Claire shot to her feet, startling Marsali so that she did trip over the skirt, luckily landing on a nearby chair Claire had been using while trying to place pins and stitches higher on the skirt. 

“I’ll be back momentarily,” she told the girls, hurrying for the door. “I’ve had an idea but I need something from Father Fogden if it’s to work.”

Joanie and Marsali looked at one another. Joanie laughed and Marsali smiled but only after Joanie looked back to the trunk of clothes that had been brought from the ship. 

“Did ye ken Da had all these?” Joanie asked. “I dinna remember seeing them.”

“He left them at Lallybroch when he came to Balriggan when he wed Mam,” Marsali explained. “Dinna ken did he no want her near them or did she no want them near to her.” 

Joanie frowned. “D’ye think Mam would want ye no to wear one of Mother Claire’s dresses for yer wedding?”

Marsali was silent a moment, her fingers rubbing the pink silk of the skirt, still in fine condition despite its age. “I dinna think she would, no. I think she’d say a lass ought to wear her own dress for her wedding. She’d likely say it was bad luck… But I also ken she’d say I ought not to be marrying Fergus so I’m no sure I care overmuch for her opinions on this matter.”

Joanie’s mouth fell open in surprise and Marsali turned away so her sister wouldn’t see the color of shame and anger rise in her cheeks. It didn’t last long as Claire soon returned with several metal rings in her hands.

“What’re those and what do ye mean to do wi’ ‘em?” Marsali asked.

“They’re the steel rings from around some old barrels,” Claire explained. “I think I can fashion you a hoop skirt that will help keep your skirts out of the way… at least enough so you won’t trip over them.” She sat on the chair and set to work with some sturdy scraps of cloth, tying the hoops together at several points. 

“Do you think it’s bad luck for a lass to borrow a dress for her wedding?” Joanie asked, earning a scolding glare from Marsali.

Claire scoffed. “Not in the least. I borrowed a gown when I wed Jamie and… well, we haven’t had the best of luck in terms of circumstance, but as far as one another is concerned, I think we’ve been quite fortunate.”

“Why’d ye borrow a dress?” Joanie pressed, taking up a spot on the floor and drawing her knees up as she watched Claire work. 

“Our wedding was hasty, like your sister’s is turning out,” Claire said with a smile, recalling the circumstances more than twenty years earlier. “Well… that’s not entirely true. Marsali and Fergus have courted one another longer than Jamie and I had.” She laughed again. “Now that I think of it, we’ve been on that ship longer than Jamie and I had even known each other when we wed.”

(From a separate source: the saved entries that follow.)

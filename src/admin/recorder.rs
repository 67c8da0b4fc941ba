//! Surface and chart sink that record what the engine drew.
//!
//! Used by the HTTP layer to turn one engine run into a rendered page, and by
//! tests to assert on the visible state.

use std::collections::{BTreeMap, BTreeSet};
use std::sync::Mutex;

use serde::Serialize;

use super::chart::{ChartKind, ChartSink};
use super::surface::{Surface, TableBody, Widget, WidgetContent};
use super::{Notice, Route};

#[derive(Debug, Clone, Default)]
pub struct PageState {
    pub visible_panels: BTreeSet<Route>,
    pub highlighted: BTreeSet<Route>,
    pub title: String,
    pub loading: bool,
    /// Every loading indicator transition, in order.
    pub loading_history: Vec<bool>,
    pub notices: Vec<Notice>,
    /// Prompts the admin was asked to confirm.
    pub prompts: Vec<String>,
    pub tables: BTreeMap<Route, TableBody>,
    pub widgets: BTreeMap<Widget, WidgetContent>,
    pub disabled_forms: BTreeSet<Route>,
    pub file_info: Option<(String, bool)>,
    pub form_values: BTreeMap<Route, Vec<(&'static str, String)>>,
}

impl PageState {
    pub fn last_notice(&self) -> Option<&Notice> {
        self.notices.last()
    }
}

pub struct RecordingSurface {
    state: Mutex<PageState>,
    confirm_answer: bool,
}

impl RecordingSurface {
    /// A surface whose confirmation prompts are declined.
    pub fn new() -> Self {
        Self::with_confirmation(false)
    }

    pub fn with_confirmation(answer: bool) -> Self {
        Self { state: Mutex::new(PageState::default()), confirm_answer: answer }
    }

    pub fn snapshot(&self) -> PageState {
        self.state.lock().unwrap_or_else(|e| e.into_inner()).clone()
    }

    fn with_state(&self, f: impl FnOnce(&mut PageState)) {
        let mut state = self.state.lock().unwrap_or_else(|e| e.into_inner());
        f(&mut state);
    }
}

impl Default for RecordingSurface {
    fn default() -> Self {
        Self::new()
    }
}

impl Surface for RecordingSurface {
    fn show_panel(&self, route: Route) {
        self.with_state(|s| {
            s.visible_panels.clear();
            s.visible_panels.insert(route);
        });
    }

    fn highlight_nav(&self, route: Route) {
        self.with_state(|s| {
            s.highlighted.clear();
            s.highlighted.insert(route);
        });
    }

    fn set_title(&self, title: &str) {
        self.with_state(|s| s.title = title.to_string());
    }

    fn set_loading(&self, visible: bool) {
        self.with_state(|s| {
            s.loading = visible;
            s.loading_history.push(visible);
        });
    }

    fn notify(&self, notice: Notice) {
        self.with_state(|s| s.notices.push(notice));
    }

    fn confirm(&self, prompt: &str) -> bool {
        self.with_state(|s| s.prompts.push(prompt.to_string()));
        self.confirm_answer
    }

    fn render_table(&self, route: Route, body: TableBody) {
        self.with_state(|s| {
            s.tables.insert(route, body);
        });
    }

    fn render_widget(&self, widget: Widget, content: WidgetContent) {
        self.with_state(|s| {
            s.widgets.insert(widget, content);
        });
    }

    fn set_form_enabled(&self, route: Route, enabled: bool) {
        self.with_state(|s| {
            if enabled {
                s.disabled_forms.remove(&route);
            } else {
                s.disabled_forms.insert(route);
            }
        });
    }

    fn set_file_info(&self, text: &str, selected: bool) {
        self.with_state(|s| s.file_info = Some((text.to_string(), selected)));
    }

    fn fill_form(&self, route: Route, values: Vec<(&'static str, String)>) {
        self.with_state(|s| {
            s.form_values.insert(route, values);
        });
    }
}

/// A chart as handed to the sink.
#[derive(Debug, Clone, PartialEq, Serialize)]
pub struct ChartSpec {
    pub container: String,
    pub kind: ChartKind,
    pub labels: Vec<String>,
    pub series: Vec<f64>,
    pub palette: Vec<String>,
}

#[derive(Default)]
pub struct RecordingCharts {
    charts: Mutex<Vec<ChartSpec>>,
}

impl RecordingCharts {
    pub fn new() -> Self {
        Self::default()
    }

    pub fn charts(&self) -> Vec<ChartSpec> {
        self.charts.lock().unwrap_or_else(|e| e.into_inner()).clone()
    }

    pub fn find(&self, container: &str) -> Option<ChartSpec> {
        self.charts().into_iter().find(|c| c.container == container)
    }

    /// JSON safe to embed inside a `<script>` element.
    pub fn to_script_json(&self) -> String {
        serde_json::to_string(&self.charts())
            .unwrap_or_else(|_| "[]".to_string())
            .replace('<', "\\u003c")
    }
}

impl ChartSink for RecordingCharts {
    fn render(&self, container_id: &str, kind: ChartKind, labels: &[String], series: &[f64], palette: &[&str]) {
        let spec = ChartSpec {
            container: container_id.to_string(),
            kind,
            labels: labels.to_vec(),
            series: series.to_vec(),
            palette: palette.iter().map(|c| c.to_string()).collect(),
        };
        let mut charts = self.charts.lock().unwrap_or_else(|e| e.into_inner());
        charts.retain(|c| c.container != container_id);
        charts.push(spec);
    }
}

#[cfg(test)]
mod tests {
    use super::*;

    #[test]
    fn script_json_escapes_angle_brackets() {
        let charts = RecordingCharts::new();
        charts.render("c", ChartKind::Pie, &["</script>".to_string()], &[1.0], &["#fff"]);
        let json = charts.to_script_json();
        assert!(!json.contains("</script>"));
        assert!(json.contains("\\u003c/script>"));
    }

    #[test]
    fn re_rendering_a_container_replaces_it() {
        let charts = RecordingCharts::new();
        charts.render("c", ChartKind::Bar, &[], &[], &[]);
        charts.render("c", ChartKind::Line, &[], &[], &[]);
        assert_eq!(charts.charts().len(), 1);
        assert_eq!(charts.charts()[0].kind, ChartKind::Line);
    }
}
use std::collections::HashMap;
use std::net::IpAddr;
use std::sync::{Arc, Mutex};
use std::time::{Duration, Instant};

const MAX_ATTEMPTS: usize = 5;
const WINDOW_SECS: u64 = 900; // 15 minutes

/// Failed sign-in attempts per client address.
#[derive(Clone, Default)]
pub struct RateLimiter {
    attempts: Arc<Mutex<HashMap<IpAddr, Vec<Instant>>>>,
}

impl RateLimiter {
    pub fn new() -> Self {
        Self::default()
    }

    /// True once the address reached the attempt limit inside the window.
    /// Stale entries for the address are dropped on the way.
    pub fn is_blocked(&self, ip: IpAddr) -> bool {
        let mut map = self.attempts.lock().unwrap_or_else(|e| e.into_inner());
        let Some(cutoff) = Instant::now().checked_sub(Duration::from_secs(WINDOW_SECS)) else {
            return map.get(&ip).is_some_and(|t| t.len() >= MAX_ATTEMPTS);
        };

        if let Some(timestamps) = map.get_mut(&ip) {
            timestamps.retain(|t| *t > cutoff);
            timestamps.len() >= MAX_ATTEMPTS
        } else {
            false
        }
    }

    pub fn record_failure(&self, ip: IpAddr) {
        let mut map = self.attempts.lock().unwrap_or_else(|e| e.into_inner());
        map.entry(ip).or_default().push(Instant::now());
    }

    /// Forget the address (call on successful sign-in).
    pub fn clear(&self, ip: IpAddr) {
        let mut map = self.attempts.lock().unwrap_or_else(|e| e.into_inner());
        map.remove(&ip);
    }
}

Both girls looked at her with surprise. Claire flushed but continued telling the story of her wedding to Jamie as she tested the makeshift hoop skirt and brought it over for Marsali to try on, then draped the skirt over it. She beamed when Marsali was able to walk across the room without stepping on the extra fabric. The hem would be filthy before too long but it would need to be raised anyway for Marsali to wear it again. 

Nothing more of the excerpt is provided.